Correlation between Recharge Frequency and Churn: -0.06


The correlation between recharge frequency and churn is approximately -0.06. This indicates a weak negative correlation between the two variables. In other words, there is a slight tendency that as the recharge frequency decreases, the likelihood of churn slightly increases.

In [278]:
#below we use a boxplot to visualize the Recharge Frequency by Churn
# plt.figure(figsize=(10, 6))
# sns.boxplot(x='CHURN', y='FREQUENCE_RECH', data=df_train)
# plt.title('Boxplot of Recharge Frequency by Churn')
# plt.xlabel('Churn (0: No, 1: Yes)')
# plt.ylabel('Frequency of Recharges')
# plt.show()

Non-Churn (0) Group:

The box itself is closer to the bottom whisker, indicating that the distribution of recharge frequency is more concentrated in the lower range for customers who did not churn.
The median line in the box is close to the upper edge, suggesting that the central tendency of recharge frequency is relatively higher for non-churn customers.
The distribution spans from 0 to 80, with some outliers suggesting occasional higher recharge frequencies.

Churn (1) Group:

There is no box visible, indicating that the distribution of recharge frequency is less concentrated and more dispersed for customers who churned.
The thick horizontal line represents the median, and its position indicates that the central tendency of recharge frequency is relatively lower for churned customers compared to non-churn customers.
The distribution spans from 0 to 40, with some outliers suggesting occasional higher recharge frequencies but generally lower than the non-churn group.
These insights from the boxplot align with the earlier correlation result, showing a weak negative correlation between recharge frequency and churn.

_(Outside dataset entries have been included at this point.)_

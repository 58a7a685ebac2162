//! Pure arithmetic and number-theory functions.
//!
//! This crate implements the numeric functions that `wasmath-wasm` exports
//! across a binary-module boundary. Every function is stateless and
//! deterministic.
//!
//! # Two surfaces
//!
//! - **Sentinel functions** (`divide`, `factorial`, `sqrt_approx`, ...) keep
//!   the exported-module contract: integer overflow wraps, a zero divisor
//!   yields `0`, and a negative square-root argument yields `-1.0`.
//! - **Checked functions** (`checked_divide`, `checked_factorial`,
//!   `try_sqrt_approx`, ...) return a `Result` and report the inputs the
//!   sentinel functions mask.
//!
//! # Modules
//!
//! - [`arithmetic`]: Integer add, subtract, multiply and truncating divide
//! - [`sequences`]: Factorial and Fibonacci numbers
//! - [`primes`]: 6k±1 primality test and prime counting
//! - [`approximation`]: Newton's-method square root
//! - [`arrays`]: Integer slice helpers
//! - [`config`]: Newton iteration settings
//! - [`error`]: Error types for the checked functions
//! - [`types`]: Scalar aliases and numerical constants

pub mod core;

pub mod approximation;
pub mod arithmetic;
pub mod arrays;
pub mod config;
pub mod primes;
pub mod sequences;

pub use crate::core::{error, types};

// Re-export commonly used items at the crate root
pub use error::{ApproximationError, ApproximationResult, ArithmeticError, Result};

/// Prelude module for convenient imports.
///
/// # Example
/// ```
/// use wasmath_core::prelude::*;
///
/// assert_eq!(divide(7, 0), 0);
/// assert!(checked_divide(7, 0).is_err());
/// assert_eq!(factorial(5), 120);
/// assert!(is_prime(13));
/// ```
pub mod prelude {
    pub use crate::approximation::{
        newton_sqrt, sqrt_approx, sqrt_approx_with, try_sqrt_approx, SqrtApproximation,
        Termination,
    };
    pub use crate::arithmetic::{
        add, checked_add, checked_divide, checked_multiply, checked_subtract, divide, multiply,
        subtract,
    };
    pub use crate::arrays::{allocate_and_fill, bubble_sort, checked_find_max, find_max, sum_array};
    pub use crate::config::{newton_config, NewtonConfig, NewtonConfigBuilder};
    pub use crate::error::{ApproximationError, ApproximationResult, ArithmeticError, Result};
    pub use crate::primes::{count_primes, is_prime, is_prime_flag};
    pub use crate::sequences::{checked_factorial, checked_fibonacci, factorial, fibonacci};
    pub use crate::types::{constants, Int, Real};
}
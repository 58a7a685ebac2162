//! Core types and errors.

pub mod error;
pub mod types;
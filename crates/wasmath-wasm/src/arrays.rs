//! Exports over host-provided `i32` buffers.
//!
//! A buffer is a pointer plus an element count. A null pointer or a
//! non-positive count is treated as an empty buffer.

use wasmath_core::arrays;

/// Borrows a host buffer as a slice, or `None` if it is empty or null.
///
/// # Safety
///
/// When non-null, `ptr` must point to `len` initialised `i32`s that stay
/// valid and unaliased for `'a`.
unsafe fn host_slice<'a>(ptr: *const i32, len: i32) -> Option<&'a [i32]> {
    let len = usize::try_from(len).ok().filter(|&len| len > 0)?;
    if ptr.is_null() {
        log::warn!("null buffer with length {}", len);
        return None;
    }
    // SAFETY: non-null, and the caller guarantees `len` readable elements.
    Some(unsafe { std::slice::from_raw_parts(ptr, len) })
}

/// Mutable counterpart of [`host_slice`].
///
/// # Safety
///
/// As [`host_slice`], and the buffer must also be writable.
unsafe fn host_slice_mut<'a>(ptr: *mut i32, len: i32) -> Option<&'a mut [i32]> {
    let len = usize::try_from(len).ok().filter(|&len| len > 0)?;
    if ptr.is_null() {
        log::warn!("null buffer with length {}", len);
        return None;
    }
    // SAFETY: non-null, and the caller guarantees `len` writable elements.
    Some(unsafe { std::slice::from_raw_parts_mut(ptr, len) })
}

/// Wrapping sum of the buffer; `0` when empty.
///
/// # Safety
///
/// `ptr` must be null or point to `len` readable `i32`s.
#[no_mangle]
pub unsafe extern "C" fn sumArray(ptr: *const i32, len: i32) -> i32 {
    unsafe { host_slice(ptr, len) }.map_or(0, arrays::sum_array)
}

/// Largest element of the buffer; `0` when empty.
///
/// # Safety
///
/// `ptr` must be null or point to `len` readable `i32`s.
#[no_mangle]
pub unsafe extern "C" fn findMax(ptr: *const i32, len: i32) -> i32 {
    unsafe { host_slice(ptr, len) }.map_or(0, arrays::find_max)
}

/// Sorts the buffer ascending in place.
///
/// # Safety
///
/// `ptr` must be null or point to `len` readable and writable `i32`s.
#[no_mangle]
pub unsafe extern "C" fn bubbleSort(ptr: *mut i32, len: i32) {
    if let Some(values) = unsafe { host_slice_mut(ptr, len) } {
        arrays::bubble_sort(values);
    }
}

#[cfg(test)]
mod tests {
    use super::*;

    #[test]
    fn test_null_and_negative_lengths() {
        assert_eq!(unsafe { sumArray(std::ptr::null(), 4) }, 0);
        assert_eq!(unsafe { findMax(std::ptr::null(), 4) }, 0);
        unsafe { bubbleSort(std::ptr::null_mut(), 4) };

        let values = [1, 2, 3];
        assert_eq!(unsafe { sumArray(values.as_ptr(), -1) }, 0);
        assert_eq!(unsafe { sumArray(values.as_ptr(), 0) }, 0);
    }
}
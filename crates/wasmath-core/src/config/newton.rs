//! Newton iteration settings.
//!
//! The exported `sqrt_approx` always runs with the process-wide default
//! returned by [`newton_config`]. Callers of the core crate can build their
//! own [`NewtonConfig`] and pass it to
//! [`sqrt_approx_with`](crate::approximation::sqrt_approx_with).

use crate::core::error::{ApproximationError, ApproximationResult};
use crate::core::types::{constants, Real};
use once_cell::sync::Lazy;

#[cfg(feature = "serde")]
use serde::{Deserialize, Serialize};

/// Stopping rule for Newton's method.
#[derive(Debug, Clone, Copy, PartialEq)]
#[cfg_attr(feature = "serde", derive(Serialize, Deserialize))]
pub struct NewtonConfig {
    /// Iteration stops once two successive guesses differ by less than this.
    pub tolerance: Real,
    /// Upper bound on the number of refinement steps.
    pub max_iterations: usize,
}

impl Default for NewtonConfig {
    fn default() -> Self {
        Self {
            tolerance: constants::DEFAULT_TOLERANCE,
            max_iterations: constants::DEFAULT_MAX_ITERATIONS,
        }
    }
}

impl NewtonConfig {
    /// Creates a configuration with the default tolerance and cap.
    pub fn new() -> Self {
        Self::default()
    }

    /// Sets the convergence tolerance.
    pub fn with_tolerance(mut self, tolerance: Real) -> Self {
        self.tolerance = tolerance;
        self
    }

    /// Sets the iteration cap.
    pub fn with_max_iterations(mut self, max_iterations: usize) -> Self {
        self.max_iterations = max_iterations;
        self
    }

    /// Checks that the tolerance is a positive finite number and the cap is
    /// non-zero.
    pub fn validate(&self) -> ApproximationResult<()> {
        if !self.tolerance.is_finite() || self.tolerance <= 0.0 {
            return Err(ApproximationError::invalid_configuration(
                "tolerance",
                self.tolerance.to_string(),
                "must be a positive finite number",
            ));
        }
        if self.max_iterations == 0 {
            return Err(ApproximationError::invalid_configuration(
                "max_iterations",
                "0",
                "must allow at least one iteration",
            ));
        }
        Ok(())
    }
}

/// Builder for a validated [`NewtonConfig`].
#[derive(Debug, Clone, Default)]
pub struct NewtonConfigBuilder {
    config: NewtonConfig,
}

impl NewtonConfigBuilder {
    /// Create a new builder with default settings.
    pub fn new() -> Self {
        Self::default()
    }

    /// Set the convergence tolerance.
    pub fn tolerance(mut self, tolerance: Real) -> Self {
        self.config.tolerance = tolerance;
        self
    }

    /// Set the iteration cap.
    pub fn max_iterations(mut self, max_iterations: usize) -> Self {
        self.config.max_iterations = max_iterations;
        self
    }

    /// Build the configuration, rejecting invalid settings.
    pub fn build(self) -> ApproximationResult<NewtonConfig> {
        self.config.validate()?;
        Ok(self.config)
    }
}

/// Global Newton configuration used by the sentinel functions.
pub static NEWTON_CONFIG: Lazy<NewtonConfig> = Lazy::new(NewtonConfig::default);

/// Get the default Newton configuration.
pub fn newton_config() -> &'static NewtonConfig {
    &NEWTON_CONFIG
}

#[cfg(test)]
mod tests {
    use super::*;

    #[test]
    fn test_default_matches_constants() {
        let config = NewtonConfig::default();
        assert_eq!(config.tolerance, 1e-6);
        assert_eq!(config.max_iterations, 1000);
        assert!(config.validate().is_ok());
    }

    #[test]
    fn test_builder() {
        let config = NewtonConfigBuilder::new()
            .tolerance(1e-12)
            .max_iterations(64)
            .build()
            .unwrap();

        assert_eq!(config.tolerance, 1e-12);
        assert_eq!(config.max_iterations, 64);
    }

    #[test]
    fn test_builder_rejects_invalid_settings() {
        for tolerance in [0.0, -1e-6, f64::NAN, f64::INFINITY] {
            let err = NewtonConfigBuilder::new().tolerance(tolerance).build();
            assert!(
                matches!(err, Err(ApproximationError::InvalidConfiguration { ref parameter, .. }) if parameter == "tolerance"),
                "tolerance {} should be rejected",
                tolerance
            );
        }

        let err = NewtonConfigBuilder::new().max_iterations(0).build();
        assert!(matches!(
            err,
            Err(ApproximationError::InvalidConfiguration { .. })
        ));
    }

    #[test]
    fn test_global_config() {
        let config1 = newton_config();
        let config2 = newton_config();

        assert!(std::ptr::eq(config1, config2));
        assert_eq!(*config1, NewtonConfig::default());
    }
}
//! Primality testing by 6k±1 trial division.

use crate::core::types::{to_flag, Int};

/// Returns `true` when `n` is prime.
///
/// Every prime above 3 has the form `6k - 1` or `6k + 1`, so after ruling
/// out multiples of 2 and 3 only those candidates up to `√n` are tried.
pub fn is_prime(n: Int) -> bool {
    if n <= 1 {
        return false;
    }
    if n <= 3 {
        return true;
    }
    if n % 2 == 0 || n % 3 == 0 {
        return false;
    }

    // `i <= n / i` rather than `i * i <= n`: the square overflows for
    // candidates just above √Int::MAX.
    let mut i: Int = 5;
    while i <= n / i {
        if n % i == 0 || n % (i + 2) == 0 {
            return false;
        }
        i += 6;
    }
    true
}

/// [`is_prime`] as the host's integer boolean: `1` for prime, `0` otherwise.
#[inline]
pub fn is_prime_flag(n: Int) -> Int {
    to_flag(is_prime(n))
}

/// Number of primes in `2..=max`, or `0` when `max < 2`.
pub fn count_primes(max: Int) -> Int {
    if max < 2 {
        return 0;
    }
    let count = (2..=max).filter(|&n| is_prime(n)).count();
    log::debug!("{} primes up to {}", count, max);
    // The count never exceeds `max`, so it fits in an `Int`.
    count as Int
}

The visual representation provides a clearer understanding of the distributional differences between churn and non-churn groups in terms of recharge frequency.

# Data Volume (DATA_VOLUME) Visualization:

# Reason

Visualizing the Data Volume (DATA_VOLUME) in relation to churn can help in understanding how the amount of data used by customers might be associated with their likelihood to churn. Here are some reasons for conducting this visualization:

Identifying Patterns:

Visualization allows us a team to observe patterns and trends in the distribution of data volume for both churned and non-churned customers. It helps identify whether there are distinct patterns or if the data volume is similar across both groups.

Outlier Detection:

Visualization can highlight any outliers in data volume for each group. Outliers might represent extreme values that could be influential in predicting churn.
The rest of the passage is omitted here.